Test Walkthrough Apache Beam and Flink

brightcoder01 edited this page Nov 8, 2019 · 3 revisions

Apache Beam and Flink Walkthrough Test

Setup Clusters

  1. Setup Local Flink Cluster: https://ci.apache.org/projects/flink/flink-docs-release-1.8/tutorials/local_setup.html
  2. Setup Kubernetes Flink Cluster using Minikube: https://ci.apache.org/projects/flink/flink-docs-release-1.8/ops/deployment/kubernetes.html

Verify Clusters

Execute command “./bin/flink run examples/streaming/WordCount.jar”. Both Local and K8S Flink Cluster work fine.

Apache Beam Flink Runner

Instruction: https://beam.apache.org/documentation/runners/flink/

Sample Pipeline Code:

import apache_beam as beam
from apache_beam.options.pipeline_options import PipelineOptions

options = PipelineOptions([
    "--runner=PortableRunner",
    "--job_endpoint=localhost:8099",
    "--environment_type=LOOPBACK"
])
with beam.Pipeline(options=options) as pipeline:
    data = ["Sample data",
            "Sample data - 0",
            "Sample data - 1"]
    raw_data = (pipeline
            | 'CreateHardCodeData' >> beam.Create(data)
            | 'Map' >> beam.Map(lambda line : line + '.')
            | 'Print' >> beam.Map(print))

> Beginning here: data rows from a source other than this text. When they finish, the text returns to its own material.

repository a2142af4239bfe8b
use std::fmt;

/// Keyboard key identifier.
///
/// Only keys the runtime or faces act on get a variant; everything else is
/// `Unknown` with the platform key code.
#[derive(Debug, Copy, Clone, Eq, PartialEq, Hash)]
pub enum Key {
    Escape,
    Q,
    W,

    /// Platform-dependent key not represented here.
    Unknown(u32),
}

#[derive(Debug, Copy, Clone, Eq, PartialEq)]
pub enum KeyState {
    Pressed,
    Released,
}

/// Modifier keys state.
#[derive(Debug, Copy, Clone, Default, Eq, PartialEq)]
pub struct Modifiers {
    pub shift: bool,
    pub ctrl: bool,
    pub alt: bool,
    pub meta: bool,
}

impl Modifiers {
    pub fn any(&self) -> bool {
        self.shift || self.ctrl || self.alt || self.meta
    }

    /// Ctrl on most platforms, Cmd on macOS.
    pub fn command(&self) -> bool {
        if cfg!(target_os = "macos") { self.meta } else { self.ctrl }
    }
}

/// Platform-agnostic input events emitted by the runtime.
#[derive(Debug, Clone, PartialEq)]
pub enum InputEvent {
    ModifiersChanged(Modifiers),

    Key {
        key: Key,
        state: KeyState,
        modifiers: Modifiers,
        /// True when the event is a key-repeat.
        repeat: bool,
    },

    /// Window focus change.
    Focused(bool),
}

impl fmt::Display for Key {
    fn fmt(&self, f: &mut fmt::Formatter<'_>) -> fmt::Result {
        match self {
            Key::Unknown(code) => write!(f, "Unknown({code:#x})"),
            other => write!(f, "{other:?}"),
        }
    }
}
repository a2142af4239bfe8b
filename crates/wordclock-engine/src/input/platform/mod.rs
pub(crate) mod winit;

Verfiy different environment_type in Python SDK Harness Configuration
environment_type=LOOPBACK

  1. Run pipeline on local cluster: Works Fine
  2. Run pipeline on K8S cluster, Exceptions are thrown:
    java.lang.Exception: The user defined 'open()' method caused an exception: org.apache.beam.vendor.grpc.v1p21p0.io.grpc.StatusRuntimeException: UNAVAILABLE: io exception Caused by: org.apache.beam.vendor.grpc.v1p21p0.io.netty.channel.AbstractChannel$AnnotatedConnectException: Connection refused: localhost/127.0.0.1:51017

environment_type=DOCKER

  1. Run pipeline on local cluster: Work fine
  2. Run pipeline on K8S cluster, Exception are thrown:
    Caused by: java.io.IOException: Cannot run program "docker": error=2, No such file or directory.